What needs to be done
Only the lines from the start of the entries up to and including the line with "query failure, serialization)." should be written out, exactly as they stand.

Records from a data collection
=== Section Start ===

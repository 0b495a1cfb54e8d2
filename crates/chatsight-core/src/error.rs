// SPDX-FileCopyrightText: 2026 Chatsight Contributors
// SPDX-License-Identifier: MIT OR Apache-2.0

//! Error types for the Chatsight pipelines.

use thiserror::Error;

/// The primary error type used across all Chatsight adapter traits and
/// pipeline operations.
#[derive(Debug, Error)]
pub enum ChatsightError {
    /// Configuration errors (invalid TOML, missing required fields, type mismatches).
    #[error("configuration error: {0}")]
    Config(String),

    /// Storage backend errors (database connection, query failure, serialization).
    #[error("storage error: {source}")]
    Storage {
        source: Box<dyn std::error::Error + Send + Sync>,
    },

    /// Project configuration resolver errors (HTTP failure, bad response, auth).
    #[error("resolver error: {message}")]
    Resolver {
        message: String,
        source: Option<Box<dyn std::error::Error + Send + Sync>>,
    },

    /// Inference endpoint errors (transport failure, non-success status).
    ///
    /// Distinct from [`ChatsightError::Timeout`]: an inference call that
    /// exceeds its deadline never surfaces as an `Inference` error.
    #[error("inference error: {message}")]
    Inference {
        message: String,
        source: Option<Box<dyn std::error::Error + Send + Sync>>,
    },

    /// Operation timed out.
    #[error("operation timed out after {duration:?}")]
    Timeout { duration: std::time::Duration },

    /// A referenced entity does not exist in the store.
    #[error("{entity} not found: {id}")]
    NotFound { entity: &'static str, id: String },

    /// The session has no linked project reference, so it cannot be analyzed.
    #[error("session {session_id} has no linked project")]
    ProjectUnlinked { session_id: String },

    /// Internal or unexpected errors.
    #[error("internal error: {0}")]
    Internal(String),
}
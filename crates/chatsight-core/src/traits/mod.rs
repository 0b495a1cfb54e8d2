// SPDX-FileCopyrightText: 2026 Chatsight Contributors
// SPDX-License-Identifier: MIT OR Apache-2.0

//! Adapter trait definitions for the Chatsight pipelines.
//!
//! All traits use `#[async_trait]` for dynamic dispatch compatibility:
//! the orchestrator and consumer hold `Arc<dyn ...>` handles so tests can
//! substitute in-memory or mock implementations.

pub mod auth;
pub mod inference;
pub mod resolver;
pub mod store;

pub use auth::TokenProvider;
pub use inference::InferenceProvider;
pub use resolver::ProjectResolver;
pub use store::StoreAdapter;
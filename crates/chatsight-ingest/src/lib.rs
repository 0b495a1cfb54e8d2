// SPDX-FileCopyrightText: 2026 Chatsight Contributors
// SPDX-License-Identifier: MIT OR Apache-2.0

//! Durable-queue alert ingestion for Chatsight.
//!
//! Consumes one durable queue per alert kind with manual acknowledgment:
//! validated events become rows in the append-only alert log, malformed
//! payloads are acked and dropped, and store failures are nacked back onto
//! the queue for redelivery.

pub mod consumer;
pub mod envelope;

pub use consumer::{AlertConsumer, DeliveryOutcome};
pub use envelope::{AlertEnvelope, AlertEvent, AlertPayload, MissingFields};
// SPDX-FileCopyrightText: 2026 Chatsight Contributors
// SPDX-License-Identifier: MIT OR Apache-2.0

//! `chatsight serve` command implementation.
//!
//! Wires the SQLite store, the per-kind alert queue consumers, and the
//! recurring analysis scheduler, then runs until SIGINT/SIGTERM. Both
//! subsystems share the store and stop on one cancellation token; the
//! store is closed (WAL checkpoint) only after both have drained.

use std::sync::Arc;
use std::time::Duration;

use chatsight_analyzer::{run_scheduler, Analyzer};
use chatsight_config::model::ChatsightConfig;
use chatsight_core::{ChatsightError, StoreAdapter};
use chatsight_ingest::AlertConsumer;
use chatsight_ollama::OllamaClient;
use chatsight_projects::{token_provider_from_config, ProjectsClient};
use chatsight_storage::SqliteStore;
use tokio_util::sync::CancellationToken;
use tracing::{debug, info};

/// Runs the `chatsight serve` command.
pub async fn run_serve(config: ChatsightConfig) -> Result<(), ChatsightError> {
    init_tracing(&config.log.level);
    info!("starting chatsight serve");

    // Storage first: everything else hangs off it.
    let store: Arc<dyn StoreAdapter> =
        Arc::new(SqliteStore::new(config.storage.clone(), &config.ingest));
    store.initialize().await?;

    // Upstream clients.
    let tokens = token_provider_from_config(&config.projects)?;
    let projects = Arc::new(ProjectsClient::new(&config.projects, tokens)?);
    let inference = Arc::new(OllamaClient::new(&config.inference)?);
    debug!(
        inference_host = config.inference.host.as_str(),
        projects_base_url = config.projects.base_url.as_str(),
        "upstream clients ready"
    );

    // The two pipelines.
    let consumer = Arc::new(AlertConsumer::new(store.clone(), &config.ingest));
    let analyzer = Arc::new(Analyzer::new(
        store.clone(),
        projects,
        inference,
        config.analysis.clone(),
    ));

    let cancel = install_signal_handler();
    let consumer_task = tokio::spawn(consumer.run(cancel.clone()));
    let scheduler_task = tokio::spawn(run_scheduler(
        analyzer,
        Duration::from_secs(config.analysis.interval_secs),
        cancel.clone(),
    ));

    // Run until the shutdown signal, then drain both subsystems.
    let (consumer_result, scheduler_result) = tokio::join!(consumer_task, scheduler_task);
    consumer_result.map_err(|e| ChatsightError::Internal(format!("consumer task panicked: {e}")))?;
    scheduler_result
        .map_err(|e| ChatsightError::Internal(format!("scheduler task panicked: {e}")))?;

    store.close().await?;
    info!("chatsight stopped");
    Ok(())
}

/// Installs signal handlers for SIGTERM and SIGINT.
///
/// Returns a [`CancellationToken`] that is cancelled when either signal is
/// received.
fn install_signal_handler() -> CancellationToken {
    let token = CancellationToken::new();
    let token_clone = token.clone();

    tokio::spawn(async move {
        let ctrl_c = tokio::signal::ctrl_c();

        #[cfg(unix)]
        {
            use tokio::signal::unix::{signal, SignalKind};
            let mut sigterm =
                signal(SignalKind::terminate()).expect("failed to install SIGTERM handler");

            tokio::select! {
                _ = ctrl_c => {
                    info!("received SIGINT (Ctrl+C), initiating shutdown");
                }
                _ = sigterm.recv() => {
                    info!("received SIGTERM, initiating shutdown");
                }
            }
        }

        #[cfg(not(unix))]
        {
            let _ = ctrl_c.await;
            info!("received Ctrl+C, initiating shutdown");
        }

        token_clone.cancel();
    });

    token
}

/// Initializes the tracing subscriber with an env-filter default.
pub fn init_tracing(log_level: &str) {
    use tracing_subscriber::EnvFilter;

    let filter = EnvFilter::try_from_default_env()
        .unwrap_or_else(|_| EnvFilter::new(format!("chatsight={log_level},warn")));

    tracing_subscriber::fmt()
        .with_env_filter(filter)
        .with_target(true)
        .with_thread_names(false)
        .init();
}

=== Section End ===

Exercise solution
repository 0b495a1cfb54e8d2
filename crates/chatsight-core/src/error.rs
// SPDX-FileCopyrightText: 2026 Chatsight Contributors
// SPDX-License-Identifier: MIT OR Apache-2.0

//! Error types for the Chatsight pipelines.

use thiserror::Error;

/// The primary error type used across all Chatsight adapter traits and
/// pipeline operations.
#[derive(Debug, Error)]
pub enum ChatsightError {
    /// Configuration errors (invalid TOML, missing required fields, type mismatches).
    #[error("configuration error: {0}")]
    Config(String),

    /// Storage backend errors (database connection, query failure, serialization).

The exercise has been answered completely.